Take every line containing "Debug" out of the records.

(Saved data entries)
=== Section Start ===

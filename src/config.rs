use crate::domain::SortKey;
use serde::Serialize;
use std::collections::HashMap;
use std::path::PathBuf;
use thiserror::Error;

pub const DEFAULT_LOOKUP_TABLE: &str = "resources/month_to_score.json";

#[derive(Debug, Clone, PartialEq, Eq)]
pub struct Config {
    pub lookup_table_path: PathBuf,
    pub partitions: u16,
    pub output_separator: OutputSeparator,
    pub audit_path: Option<PathBuf>,
    pub sort_key: SortKey,
    pub max_strategy: MaxStrategy,
    pub flush_final_run: bool,
}

#[derive(Debug, Clone, Copy, PartialEq, Eq, Serialize)]
#[serde(rename_all = "lowercase")]
pub enum OutputSeparator {
    Tab,
    Comma,
}

impl OutputSeparator {
    pub fn as_str(&self) -> &'static str {
        match self {
            OutputSeparator::Tab => "\t",
            OutputSeparator::Comma => ",",
        }
    }
}

/// How the per-super-key maximum is computed.
#[derive(Debug, Clone, Copy, PartialEq, Eq, Serialize)]
#[serde(rename_all = "kebab-case")]
pub enum MaxStrategy {
    /// Stateful scan that relies on super-keys arriving contiguously.
    Adjacent,
    /// Group everything by super-key first; no ordering requirement.
    GroupScan,
}

#[derive(Debug, Error)]
pub enum ConfigError {
    #[error("Invalid value for {0}: {1}")]
    InvalidValue(String, String),
}

impl Default for Config {
    fn default() -> Self {
        Config {
            lookup_table_path: PathBuf::from(DEFAULT_LOOKUP_TABLE),
            partitions: 4,
            output_separator: OutputSeparator::Tab,
            audit_path: None,
            sort_key: SortKey::Full,
            max_strategy: MaxStrategy::Adjacent,
            flush_final_run: true,
        }
    }
}

impl Config {
    pub fn from_env() -> Result<Self, ConfigError> {
        Self::from_env_map(std::env::vars().collect())
    }

    pub fn from_env_map(env_map: HashMap<String, String>) -> Result<Self, ConfigError> {
        let lookup_table_path = env_map
            .get("SCORESWING_LOOKUP_TABLE")
            .map(PathBuf::from)
            .unwrap_or_else(|| PathBuf::from(DEFAULT_LOOKUP_TABLE));

        let partitions = env_map
            .get("SCORESWING_PARTITIONS")
            .map(|s| s.as_str())
            .unwrap_or("4")
            .parse::<u16>()
            .ok()
            .filter(|n| *n >= 1)
            .ok_or_else(|| {
                ConfigError::InvalidValue(
                    "SCORESWING_PARTITIONS".to_string(),
                    "must be an integer between 1 and 65535".to_string(),
                )
            })?;

        let output_separator = parse_output_separator(
            env_map
                .get("SCORESWING_OUTPUT_SEPARATOR")
                .map(|s| s.as_str())
                .unwrap_or("tab"),
        )?;

        let audit_path = env_map
            .get("SCORESWING_AUDIT_PATH")
            .filter(|s| !s.trim().is_empty())
            .map(PathBuf::from);

        let sort_key = parse_sort_key(
            env_map
                .get("SCORESWING_SORT_KEY")
                .map(|s| s.as_str())
                .unwrap_or("full"),
        )?;

        let max_strategy = parse_max_strategy(
            env_map
                .get("SCORESWING_MAX_STRATEGY")
                .map(|s| s.as_str())
                .unwrap_or("adjacent"),
        )?;

        let flush_final_run = match env_map
            .get("SCORESWING_FLUSH_FINAL_RUN")
            .map(|s| s.as_str())
            .unwrap_or("true")
        {
            "true" | "1" => true,
            "false" | "0" => false,
            other => {
                return Err(ConfigError::InvalidValue(
                    "SCORESWING_FLUSH_FINAL_RUN".to_string(),
                    format!("must be true or false, got {}", other),
                ))
            }
        };

        Ok(Config {
            lookup_table_path,
            partitions,
            output_separator,
            audit_path,
            sort_key,
            max_strategy,
            flush_final_run,
        })
    }
}

pub fn parse_output_separator(value: &str) -> Result<OutputSeparator, ConfigError> {
    match value {
        "tab" => Ok(OutputSeparator::Tab),
        "comma" => Ok(OutputSeparator::Comma),
        other => Err(ConfigError::InvalidValue(
            "SCORESWING_OUTPUT_SEPARATOR".to_string(),
            format!("must be tab or comma, got {}", other),
        )),
    }
}

pub fn parse_sort_key(value: &str) -> Result<SortKey, ConfigError> {
    match value {
        "full" => Ok(SortKey::Full),
        "super" => Ok(SortKey::Super),
        other => Err(ConfigError::InvalidValue(
            "SCORESWING_SORT_KEY".to_string(),
            format!("must be full or super, got {}", other),
        )),
    }
}

pub fn parse_max_strategy(value: &str) -> Result<MaxStrategy, ConfigError> {
    match value {
        "adjacent" => Ok(MaxStrategy::Adjacent),
        "group-scan" => Ok(MaxStrategy::GroupScan),
        other => Err(ConfigError::InvalidValue(
            "SCORESWING_MAX_STRATEGY".to_string(),
            format!("must be adjacent or group-scan, got {}", other),
        )),
    }
}

#[cfg(test)]
mod tests {
    use super::*;

    #[test]
    fn test_defaults_from_empty_env() {
        let config = Config::from_env_map(HashMap::new()).unwrap();
        assert_eq!(config, Config::default());
        assert_eq!(config.lookup_table_path, PathBuf::from(DEFAULT_LOOKUP_TABLE));
        assert_eq!(config.output_separator.as_str(), "\t");
    }

    #[test]
    fn test_all_values_from_env() {
        let mut env_map = HashMap::new();
        env_map.insert("SCORESWING_LOOKUP_TABLE".to_string(), "/etc/t.json".to_string());
        env_map.insert("SCORESWING_PARTITIONS".to_string(), "8".to_string());
        env_map.insert("SCORESWING_OUTPUT_SEPARATOR".to_string(), "comma".to_string());
        env_map.insert("SCORESWING_AUDIT_PATH".to_string(), "/tmp/audit.csv".to_string());
        env_map.insert("SCORESWING_SORT_KEY".to_string(), "super".to_string());
        env_map.insert("SCORESWING_MAX_STRATEGY".to_string(), "group-scan".to_string());
        env_map.insert("SCORESWING_FLUSH_FINAL_RUN".to_string(), "false".to_string());

        let config = Config::from_env_map(env_map).unwrap();
        assert_eq!(config.lookup_table_path, PathBuf::from("/etc/t.json"));
        assert_eq!(config.partitions, 8);
        assert_eq!(config.output_separator, OutputSeparator::Comma);
        assert_eq!(config.audit_path, Some(PathBuf::from("/tmp/audit.csv")));
        assert_eq!(config.sort_key, SortKey::Super);
        assert_eq!(config.max_strategy, MaxStrategy::GroupScan);
        assert!(!config.flush_final_run);
    }

    #[test]
    fn test_zero_partitions_rejected() {
        let mut env_map = HashMap::new();
        env_map.insert("SCORESWING_PARTITIONS".to_string(), "0".to_string());
        match Config::from_env_map(env_map) {
            Err(ConfigError::InvalidValue(k, _)) => assert_eq!(k, "SCORESWING_PARTITIONS"),
            _ => panic!("Expected InvalidValue error"),
        }
    }

    #[test]
    fn test_invalid_partitions() {
        let mut env_map = HashMap::new();
        env_map.insert("SCORESWING_PARTITIONS".to_string(), "lots".to_string());
        assert!(matches!(
            Config::from_env_map(env_map),
            Err(ConfigError::InvalidValue(_, _))
        ));
    }

    #[test]
    fn test_invalid_separator() {
        let mut env_map = HashMap::new();
        env_map.insert("SCORESWING_OUTPUT_SEPARATOR".to_string(), "pipe".to_string());
        match Config::from_env_map(env_map) {
            Err(ConfigError::InvalidValue(k, _)) => assert_eq!(k, "SCORESWING_OUTPUT_SEPARATOR"),
            _ => panic!("Expected InvalidValue error"),
        }
    }

    #[test]
    fn test_invalid_sort_key() {
        let mut env_map = HashMap::new();
        env_map.insert("SCORESWING_SORT_KEY".to_string(), "period".to_string());
        match Config::from_env_map(env_map) {
            Err(ConfigError::InvalidValue(k, _)) => assert_eq!(k, "SCORESWING_SORT_KEY"),
            _ => panic!("Expected InvalidValue error"),
        }
    }

    #[test]
    fn test_invalid_flush_flag() {
        let mut env_map = HashMap::new();
        env_map.insert("SCORESWING_FLUSH_FINAL_RUN".to_string(), "maybe".to_string());
        match Config::from_env_map(env_map) {
            Err(ConfigError::InvalidValue(k, _)) => assert_eq!(k, "SCORESWING_FLUSH_FINAL_RUN"),
            _ => panic!("Expected InvalidValue error"),
        }
    }

    #[test]
    fn test_blank_audit_path_is_none() {
        let mut env_map = HashMap::new();
        env_map.insert("SCORESWING_AUDIT_PATH".to_string(), " ".to_string());
        assert_eq!(Config::from_env_map(env_map).unwrap().audit_path, None);
    }
}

=== Section End ===

▸ **The answer**
#[derive(Debug, Clone, PartialEq, Eq)]
#[derive(Debug, Clone, Copy, PartialEq, Eq, Serialize)]
#[derive(Debug, Clone, Copy, PartialEq, Eq, Serialize)]
#[derive(Debug, Error)]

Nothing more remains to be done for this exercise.